Woooboy. I'm sorry, but this is not a feature. And I am amazed that you think it is.

I'm not sure where your tournament experience comes from, but here in the real world most stores (the *vast* majority) have integrity and follow the rules. More and more I see "features" in this software that seem to be in place only to prevent shenanigans, when that is not the job of the software, that is the job of the store and the TO. If the store is running dirty tournaments, the players will find out. Quickly.

Meanwhile, those of us with integrity who need to troubleshoot legitimate mistakes or odd occurrences (which happen all the time) are stuck staring between a rigid piece of software and the players who just want to play cards and wondering how to turn a bad situation around.

Yes, training helps. But for crying out loud did you poll ANY retailers who run regular tournaments before you started coding? Do you have a team of developers or is it just you and how you personally think it should be done?

" Some of the things that we might be used to seeing in other game software may never be a part of GEM because I want GEM to be the gold standard of consistent, predictable and fair tournament software - powerful, yet deceptively simple to use."

I'm sorry, but you are a long way from that.

I am truly amazed that anyone does not think that maintaining tournament integrity should be an important feature of tournament software.  This year will mark 14 years of organizing and managing tournament results for me - from local to world levels - several of these events have exceeded 1,000 players, and many of them had very substantial prizing.  I know something about this.  So does the awesome staff and substantial development team - who all prefer the highest standards of tournament integrity.

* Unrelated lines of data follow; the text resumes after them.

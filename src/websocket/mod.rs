//! WebSocket Live Stream
//!
//! Pushes every newly stored log record to connected viewers.
//!
//! ## Architecture
//!
//! - **Hub**: control loop owning the subscriber set; serializes
//!   registration, unregistration and broadcast
//! - **Subscriber**: one viewer's bounded outbound queue
//! - **Handler**: WebSocket upgrade plus the inbound/outbound drains
//!
//! ## Usage
//!
//! Clients connect to `/ws` and only listen. Each text frame is one record:
//!
//! ```javascript
//! const ws = new WebSocket('ws://localhost:8080/ws');
//!
//! ws.onmessage = (event) => {
//!   const record = JSON.parse(event.data);
//!   if (record.id === -1) {
//!     // history was cleared
//!   }
//! };
//! ```

mod handler;
mod hub;
mod subscriber;

pub use handler::{serve_subscriber, websocket_handler};
pub use hub::{Fanout, Hub, HubConfig, HubError, HubLoop, SubscriberSet};
pub use subscriber::{Offer, OutboundQueue, Subscriber, SubscriberId};
//! API Error Types
//!
//! Defines error types for the API layer and implements conversion
//! to HTTP responses with appropriate status codes.

use axum::{
    http::StatusCode,
    response::{IntoResponse, Response},
    Json,
};
use serde::Serialize;
use thiserror::Error;

/// API error types
#[derive(Error, Debug)]
pub enum ApiError {
    /// Request validation failed
    #[error("Validation error: {0}")]
    Validation(String),

    /// Storage layer error
    #[error("Storage error: {0}")]
    Storage(#[from] crate::storage::StorageError),

    /// Internal server error
    #[error("Internal error: {0}")]
    Internal(String),

    /// IO error
    #[error("IO error: {0}")]
    Io(#[from] std::io::Error),
}

/// Error response body
#[derive(Serialize)]
pub struct ErrorResponse {
    pub error: ErrorBody,
    pub request_id: String,
}

/// Error details
#[derive(Serialize)]
pub struct ErrorBody {
    pub code: String,
    pub message: String,
}

impl ApiError {
    fn status_and_code(&self) -> (StatusCode, &'static str) {
        match self {
            ApiError::Validation(_) => (StatusCode::BAD_REQUEST, "VALIDATION_ERROR"),
            ApiError::Storage(_) => (StatusCode::INTERNAL_SERVER_ERROR, "STORAGE_ERROR"),
            ApiError::Internal(_) => (StatusCode::INTERNAL_SERVER_ERROR, "INTERNAL_ERROR"),
            ApiError::Io(_) => (StatusCode::INTERNAL_SERVER_ERROR, "IO_ERROR"),
        }
    }
}

impl IntoResponse for ApiError {
    fn into_response(self) -> Response {
        let (status, code) = self.status_and_code();
        let request_id = uuid::Uuid::new_v4().to_string();

        if status.is_server_error() {
            tracing::error!(
                request_id = %request_id,
                error_code = %code,
                error_message = %self,
                "API error occurred"
            );
        } else {
            tracing::debug!(
                request_id = %request_id,
                error_code = %code,
                error_message = %self,
                "Request rejected"
            );
        }

        let body = ErrorResponse {
            error: ErrorBody {
                code: code.to_string(),
                message: self.to_string(),
            },
            request_id,
        };

        (status, Json(body)).into_response()
    }
}

/// Result type for API operations
pub type ApiResult<T> = Result<T, ApiError>;
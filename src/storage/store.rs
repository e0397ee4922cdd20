//! Log Store - SQLite-backed append-only record table
//!
//! Records are inserted one at a time and read back newest first.
//! Timestamps are stored as microseconds since the epoch so that
//! ordering is numeric rather than textual.

use chrono::{DateTime, Utc};
use rusqlite::{params, Connection, OpenFlags};
use std::path::{Path, PathBuf};
use tokio::sync::Mutex;

use super::error::{StorageError, StorageResult};
use super::types::{LogRecord, NewLogRecord};

const SCHEMA: &str = "
    CREATE TABLE IF NOT EXISTS logs (
        id INTEGER PRIMARY KEY AUTOINCREMENT,
        timestamp INTEGER NOT NULL,
        level TEXT,
        message TEXT,
        metadata TEXT
    );
    CREATE INDEX IF NOT EXISTS idx_logs_timestamp ON logs (timestamp);
    CREATE INDEX IF NOT EXISTS idx_logs_level ON logs (level);
";

/// Durable store of log records
///
/// Shared between handlers behind an `Arc`; the connection itself is
/// serialized by an async mutex.
pub struct LogStore {
    conn: Mutex<Connection>,
    path: Option<PathBuf>,
}

impl LogStore {
    /// Create or open the store at `path`, creating parent directories
    pub fn open(path: impl AsRef<Path>) -> StorageResult<Self> {
        let path = path.as_ref().to_path_buf();

        if let Some(parent) = path.parent() {
            if !parent.as_os_str().is_empty() {
                std::fs::create_dir_all(parent)?;
            }
        }

        let conn = Connection::open_with_flags(
            &path,
            OpenFlags::SQLITE_OPEN_READ_WRITE
                | OpenFlags::SQLITE_OPEN_CREATE
                | OpenFlags::SQLITE_OPEN_NO_MUTEX,
        )?;

        conn.execute_batch(
            "
            PRAGMA journal_mode = WAL;
            PRAGMA synchronous = NORMAL;
            PRAGMA temp_store = MEMORY;
            ",
        )?;

        let store = Self::init(conn, Some(path))?;
        tracing::info!(path = ?store.path, "Log store opened");
        Ok(store)
    }

    /// Open a throwaway store that lives only in memory
    pub fn open_in_memory() -> StorageResult<Self> {
        Self::init(Connection::open_in_memory()?, None)
    }

    fn init(conn: Connection, path: Option<PathBuf>) -> StorageResult<Self> {
        conn.execute_batch(SCHEMA)?;
        Ok(Self {
            conn: Mutex::new(conn),
            path,
        })
    }

    /// Database file path, `None` for in-memory stores
    pub fn path(&self) -> Option<&Path> {
        self.path.as_deref()
    }

    /// Append a record and return it with its assigned id
    pub async fn insert(&self, record: NewLogRecord) -> StorageResult<LogRecord> {
        let conn = self.conn.lock().await;

        conn.execute(
            "INSERT INTO logs (timestamp, level, message, metadata) VALUES (?, ?, ?, ?)",
            params![
                record.timestamp.timestamp_micros(),
                record.level,
                record.message,
                record.metadata,
            ],
        )?;
        let id = conn.last_insert_rowid();

        Ok(record.into_record(id))
    }

    /// Most recent records, newest first
    pub async fn recent(&self, limit: u32) -> StorageResult<Vec<LogRecord>> {
        let conn = self.conn.lock().await;

        let mut stmt = conn.prepare_cached(
            "SELECT id, timestamp, level, message, metadata FROM logs
             ORDER BY timestamp DESC, id DESC
             LIMIT ?",
        )?;

        let rows = stmt.query_map(params![limit], |row| {
            Ok(StoredRow {
                id: row.get(0)?,
                timestamp_us: row.get(1)?,
                level: row.get(2)?,
                message: row.get(3)?,
                metadata: row.get(4)?,
            })
        })?;

        let mut records = Vec::new();
        for row in rows {
            records.push(row?.into_record()?);
        }
        Ok(records)
    }

    /// Total number of stored records
    pub async fn count(&self) -> StorageResult<u64> {
        let conn = self.conn.lock().await;
        let count: i64 = conn.query_row("SELECT COUNT(*) FROM logs", [], |row| row.get(0))?;
        Ok(count.max(0) as u64)
    }

    /// Erase every stored record, returning how many were removed
    ///
    /// Ids keep increasing afterwards (AUTOINCREMENT sequence is untouched).
    pub async fn clear(&self) -> StorageResult<usize> {
        let conn = self.conn.lock().await;
        let removed = conn.execute("DELETE FROM logs", [])?;
        Ok(removed)
    }

    /// Cheap round trip used by readiness checks
    pub async fn ping(&self) -> StorageResult<()> {
        let conn = self.conn.lock().await;
        conn.query_row("SELECT 1", [], |_| Ok(()))?;
        Ok(())
    }
}

struct StoredRow {
    id: i64,
    timestamp_us: i64,
    level: Option<String>,
    message: Option<String>,
    metadata: Option<String>,
}

impl StoredRow {
    fn into_record(self) -> StorageResult<LogRecord> {
        let timestamp: DateTime<Utc> = DateTime::from_timestamp_micros(self.timestamp_us)
            .ok_or_else(|| StorageError::Corruption {
                id: self.id,
                reason: format!("timestamp {} out of range", self.timestamp_us),
            })?;

        Ok(LogRecord {
            id: self.id,
            timestamp,
            level: self.level,
            message: self.message,
            metadata: self.metadata,
        })
    }
}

We agree that the vast majority of game stores and tournament organizers are exemplary and many are quite knowledgeable about tournament integrity and operations - but are they all?  Is every employee at every store?  Is every volunteer organizer?  When the quality of the tournament and the integrity of the game are enforced by the software so that everyone knows that the event will be fair, even at a store they have never visited, how is that a bad thing?  Why do you want software that allows abuse and shenanigans?

There are backups taken for every action you make and they are kept separate for every major step - and they are quick Load button click away - how can this, plus the ability to change prior round results (within reason) not give you an adequate safety net in case you screw up that badly?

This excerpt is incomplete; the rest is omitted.